もう一人は、見た目は筋肉質な白髪交じりの中年で、中々に男前だがどこかその目は冷たく、同時に怒っているようにも見える。着用しているライダースーツからタバコを取り出し火を付け、静かに煙を吐き出した。
「コロウおじさん…久しぶり〜」
「…何だ…今日はお前らと馴れ合いに来たわけじゃない…さっさと用を済ませるぞ…」
中年の男…コロウはスネイグを冷たくあしらい『Ⅱ』の席に座った。ディアスも無表情のまま、『Ⅳ』の席に座る。悪魔神は嬉しそうに尻尾の4つの刃をガシャガシャと鳴らしながら『Ⅵ』の席に座ると、最初にいた5人も黙って席に座った。
「…で?用はなんだ?」
コロウが口を開いた。彼は少し苛立った様に貧乏揺すりをしている。しかし、悪魔神はあまり気にする様子はなくずっとニヤニヤと笑っている。
「その事なんだけどよ…明日空ノゾム君に会いに行く準備が出来てなぁ!誰か一緒について来て欲しくて呼んだんだ!」
「……下らん…俺は帰る…仕事があるならまた連絡しろ」
コロウは、ため息をつくと席を外し立ち去ってしまった。悪魔神は何も言わず、止めもしなかったが彼が立ち去った後も苦笑いを浮かべていた。

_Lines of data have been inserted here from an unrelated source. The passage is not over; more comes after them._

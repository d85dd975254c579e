//! This module provides a Juniper Context for usergql GraphQL queries. The context carries the
//! user record that every `GetUser` query resolves to.

use super::schema::User;
use juniper::Context;
use std::sync::Arc;

/// Juniper Context for usergql's GraphQL queries.
///
/// The record is built once when the [`Engine`] is created and shared read-only by every request
/// through an [`Arc`]. Nothing mutates it after construction, so requests need no locking.
///
/// [`Engine`]: ../struct.Engine.html
#[derive(Clone, Debug)]
pub struct GraphQLContext {
    user: Arc<User>,
}

impl GraphQLContext {
    /// Takes the shared user record and returns a [`GraphQLContext`] holding it.
    ///
    /// [`GraphQLContext`]: ./struct.GraphQLContext.html
    pub fn new(user: Arc<User>) -> GraphQLContext {
        GraphQLContext { user }
    }

    pub fn user(&self) -> &User {
        &self.user
    }
}

impl Context for GraphQLContext {}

「まぁ……コロウはパスって事でいいかな?誰かついてきたい人〜!」
妙に高いテンションで悪魔神が質問する。しばらく沈黙が続いたが、スパイドとスネイグが手を挙げた。
「お!?ついてきてくれんの!?」
「………明日空ノゾム…間近で見てみたいもので」
「…僕も〜、直接会ってみたいんだよね〜」
「アッハハハハァ!!!そうか!意外と早く決まっちまったし、じゃあ他の事もついでに話しておくか!!アッハハハハハハァ!!!!」
……悪魔神の高笑いが胎動する空間へと吸われていく…
「明日空ノゾム………」
俯いたディアスはじっと何かを見つめていた。